The “Dulwich Blue Jays” to whom Bowie referred were a British club from south London. They were founded as the “Bluejays (Dulwich)” in 1949, but the team changed its name in 1964 to the Beckenham Bluejays, which better reflected the fact that Beckenham Place Park was the home ground. After another name change, to the Croydon Bluejays this time, the club eventually won their first national title. This came in 1984, 35 years after their original formation (it should be noted that very few British clubs last into a fourth decade).

The final, in which the Bluejays (pictured above) defeated the Hull Mets, was one of the most exciting ever played in Britain, being settled in the ninth frame on a two-out double down the foul line. Now, back to Bowie.

The summer that the soon-to-be rock star spent as a 14-year-old was in 1961. Keen to cross-check the statement made in the interview, I contacted Jean Crook of the Old Timers Baseball Club, a team of veteran players from the British league. Having passed on my question about Bowie’s involvement to a Bluejays player of that era called Phil Laing, she replied to me with the following information.

Laing, who was born in the same year as Bowie, started out with the Bluejays in 1961. The two met through mutual friends at Bowie’s school, Bromley Technical College, and through this connection Bowie began to attend baseball games, gradually becoming an avid supporter. However, according to Laing’s recollections, he never played in an official game for the team.

While this is disappointing, the two stories are not necessarily contradictory: Bowie may well have manned the outfield during training and pre-game drills, but just not in games.

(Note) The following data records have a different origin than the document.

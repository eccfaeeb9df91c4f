//! Checkpoint identity, selection, resume, and remote sync
//!
//! The state-machine heart of the training system: deciding whether a
//! prior model exists remotely, resuming from the best one, and mirroring
//! newly written local checkpoints to the object store without duplicating
//! or destroying anything already uploaded.

pub mod naming;
pub mod resume;
pub mod select;
pub mod sync;

pub use naming::{Checkpoint, CHECKPOINT_EXTENSION};
pub use resume::{ResumeController, ResumeDecision};
pub use select::best_checkpoint;
pub use sync::CheckpointSync;
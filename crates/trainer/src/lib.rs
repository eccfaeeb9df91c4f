//! Card-set image classifier training
//!
//! Wires the dataset, model, and epoch loop together with the resume and
//! sync machinery from the `checkpoint` crate. The `train` binary is the
//! entry point; this library exists mainly so the pieces are testable.

pub mod data;
pub mod model;
pub mod training;

pub use data::ClassifiedImages;
pub use model::{load_weights, weights_bytes, CardNet, CardNetConfig};
pub use training::{export_final, BestCheckpointWriter, Trainer, TrainingConfig};
//! Convolutional network for card-set image classification
//!
//! Three conv/pool blocks feeding a small dense head, matching the
//! architecture the uploaded checkpoints were trained with. Softmax is
//! folded into the cross-entropy loss, so `forward` returns raw logits.

use burn::nn::conv::{Conv2d, Conv2dConfig};
use burn::nn::pool::{MaxPool2d, MaxPool2dConfig};
use burn::nn::{Dropout, DropoutConfig, Linear, LinearConfig, PaddingConfig2d, Relu};
use burn::prelude::*;
use burn::record::{BinBytesRecorder, FullPrecisionSettings, Recorder};
use trainer_core::Error;

/// Network hyperparameters
#[derive(Config, Debug)]
pub struct CardNetConfig {
    /// Number of card classes in the dataset
    #[config(default = 4)]
    pub num_classes: usize,

    /// Input image edge length in pixels (square inputs)
    #[config(default = 400)]
    pub image_size: usize,

    /// Filters per convolution block
    #[config(default = 64)]
    pub filters: usize,

    /// Width of the dense layer before the classifier head
    #[config(default = 256)]
    pub hidden: usize,

    /// Dropout probability after the dense layer
    #[config(default = 0.2)]
    pub dropout: f64,
}

impl CardNetConfig {
    pub fn init<B: Backend>(&self, device: &B::Device) -> CardNet<B> {
        // Each 2x2 pool halves the spatial extent (floor division)
        let edge = self.image_size / 2 / 2 / 2;
        let flat = self.filters * edge * edge;

        CardNet {
            conv1: Conv2dConfig::new([3, self.filters], [3, 3])
                .with_padding(PaddingConfig2d::Same)
                .init(device),
            conv2: Conv2dConfig::new([self.filters, self.filters], [3, 3])
                .with_padding(PaddingConfig2d::Same)
                .init(device),
            conv3: Conv2dConfig::new([self.filters, self.filters], [3, 3])
                .with_padding(PaddingConfig2d::Same)
                .init(device),
            pool: MaxPool2dConfig::new([2, 2]).with_strides([2, 2]).init(),
            fc1: LinearConfig::new(flat, self.hidden).init(device),
            fc2: LinearConfig::new(self.hidden, self.num_classes).init(device),
            dropout: DropoutConfig::new(self.dropout).init(),
            relu: Relu::new(),
        }
    }
}

/// Card-set classifier
#[derive(Module, Debug)]
pub struct CardNet<B: Backend> {
    conv1: Conv2d<B>,
    conv2: Conv2d<B>,
    conv3: Conv2d<B>,
    pool: MaxPool2d,
    fc1: Linear<B>,
    fc2: Linear<B>,
    dropout: Dropout,
    relu: Relu,
}

impl<B: Backend> CardNet<B> {
    /// Forward pass: `[batch, 3, size, size]` -> `[batch, num_classes]` logits
    pub fn forward(&self, input: Tensor<B, 4>) -> Tensor<B, 2> {
        let x = self.pool.forward(self.relu.forward(self.conv1.forward(input)));
        let x = self.pool.forward(self.relu.forward(self.conv2.forward(x)));
        let x = self.pool.forward(self.relu.forward(self.conv3.forward(x)));
        let x = x.flatten::<2>(1, 3);
        let x = self.dropout.forward(self.relu.forward(self.fc1.forward(x)));
        self.fc2.forward(x)
    }
}

/// Serialize a model's weights to bytes
///
/// The byte format is backend-portable, so a checkpoint written by the
/// training backend loads into the inference backend and vice versa.
pub fn weights_bytes<B: Backend>(model: &CardNet<B>) -> trainer_core::Result<Vec<u8>> {
    let recorder = BinBytesRecorder::<FullPrecisionSettings>::default();
    recorder
        .record(model.clone().into_record(), ())
        .map_err(|e| Error::Model {
            message: format!("failed to serialize model weights: {}", e),
        })
}

/// Build a model from its config and recorded weight bytes
pub fn load_weights<B: Backend>(
    config: &CardNetConfig,
    bytes: Vec<u8>,
    device: &B::Device,
) -> trainer_core::Result<CardNet<B>> {
    let recorder = BinBytesRecorder::<FullPrecisionSettings>::default();
    let record = recorder.load(bytes, device).map_err(|e| Error::Model {
        message: format!("failed to deserialize model weights: {}", e),
    })?;
    Ok(config.init(device).load_record(record))
}

#[cfg(test)]
mod tests {
    use super::*;
    use burn::backend::NdArray;

    type TestBackend = NdArray;

    fn small_config() -> CardNetConfig {
        CardNetConfig::new()
            .with_num_classes(3)
            .with_image_size(32)
            .with_filters(4)
            .with_hidden(8)
    }

    #[test]
    fn test_forward_output_shape() {
        let device = Default::default();
        let model = small_config().init::<TestBackend>(&device);

        let input = Tensor::zeros([2, 3, 32, 32], &device);
        let output = model.forward(input);
        assert_eq!(output.shape().dims, [2, 3]);
    }

    #[test]
    fn test_forward_single_image() {
        let device = Default::default();
        let model = small_config().init::<TestBackend>(&device);

        let input = Tensor::zeros([1, 3, 32, 32], &device);
        let output = model.forward(input);
        assert_eq!(output.shape().dims, [1, 3]);
    }

    #[test]
    fn test_weights_roundtrip() {
        let device = Default::default();
        let config = small_config();
        let model = config.init::<TestBackend>(&device);

        let input = Tensor::<TestBackend, 4>::ones([1, 3, 32, 32], &device);
        let before: Vec<f32> = model
            .forward(input.clone())
            .into_data()
            .to_vec()
            .unwrap();

        let bytes = weights_bytes(&model).unwrap();
        let restored = load_weights::<TestBackend>(&config, bytes, &device).unwrap();
        let after: Vec<f32> = restored.forward(input).into_data().to_vec().unwrap();

        assert_eq!(before, after);
    }
}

As an afterthought, when Bowie was 15 years old he suffered an eye injury in a fight at school that impaired his depth perception. Perhaps this was something that prevented Bowie playing baseball any more, forcing him down the path of rock stardom?

If you have an interesting history snippet to share that has a link to Britain then please send a message to Joe Gray through the Get in contact page. To see all of the work of Project Cobb, which is a Chartered Community of SABR (the Society for American Baseball Research), click here.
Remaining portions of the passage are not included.